Conocido el estado de emergencia del sector musical tras el impacto de la Covid-19 en la vida sonora del país y vista la inmensa generosidad que nuestros músicos tuvieron durante el confinamiento (amenizándonos la vida de forma gratuita con sus conciertos en la red), sería oportuno que el ayuntamiento activase el turbo para que se vuelva a normalizar la vida musical de la ciudad y que se haga lo imposible para poner todas las facilidades del mundo a bares que no son estrictamente musicales pero que, con algunas variaciones mínimas en la disposición de su infraestructura, podrían acoger conciertos de vez en cuando. La situación de nuestros músicos no es alarmante, es de auténtica emergencia y, a pesar de que somos conscientes de vivir en un país en el que eso de rescatar el sector cultural no está entre las prioridades de la gestión pública, al menos debería hacerse lo posible para que algunos establecimientos de la ciudad pudieran convertirse en bares musicales, unos lugares que, vuelvo a insistir, no son sólo receptáculos de juerga y que, si se programa bien, de aquí a muchos años tendrán la misma importancia patrimonial que La Cova del Drac, Zeleste y etcétera.

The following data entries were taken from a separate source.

/*
 * Copyright 2024 Luc Lenôtre
 *
 * This file is part of Maestro.
 *
 * Maestro is free software: you can redistribute it and/or modify it under the
 * terms of the GNU General Public License as published by the Free Software
 * Foundation, either version 3 of the License, or (at your option) any later
 * version.
 *
 * Maestro is distributed in the hope that it will be useful, but WITHOUT ANY
 * WARRANTY; without even the implied warranty of MERCHANTABILITY or FITNESS FOR
 * A PARTICULAR PURPOSE. See the GNU General Public License for more details.
 *
 * You should have received a copy of the GNU General Public License along with
 * Maestro. If not, see <https://www.gnu.org/licenses/>.
 */

//! This crate implements derive macros for the Maestro kernel.

#![deny(warnings)]

extern crate proc_macro;

mod allocator;

use proc_macro::TokenStream;

/// Attribute macro wrapping an allocator entry point (`name = ..., op = alloc|realloc|free, ptr
/// = ..., size = ..., scale = linear|log2`) with a call to the memory tracer, compiled out
/// unless the `memtrace` feature is enabled.
#[proc_macro_attribute]
pub fn instrument_allocator(metadata: TokenStream, input: TokenStream) -> TokenStream {
	allocator::instrument_allocator(metadata, input)
}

Sería oportuno que el ayuntamiento activase el turbo para que se vuelva a normalizar la vida musical de la ciudad y que se haga lo imposible para poner todas las facilidades del mundo a bares que no son estrictamente musicales
Barcelona puede ser una ciudad mediterránea, silenciosa y respetuosa con las normas de salud acústica y al mismo tiempo un lugar que haga justicia al talento musical que se produce en sus barrios. Si pensamos que el sector podrá sobrevivir solamente con las programaciones de las grandes salas de concierto, como el Palau o el Auditori, o continuamos impulsando una política musical de fastuosas fiestas mayores anuales que no transforman profundamente la vida musical de nuestra ciudad ni crean un público más concienzudo, podemos acabar rematando a un sector que lleva ya meses cercano a la agonía. Anhelamos tranquilidad, faltaría más, pero también queremos vivir en una ciudad llena de melodías. ¡Que no pare el silencio, pero que vuelva la música!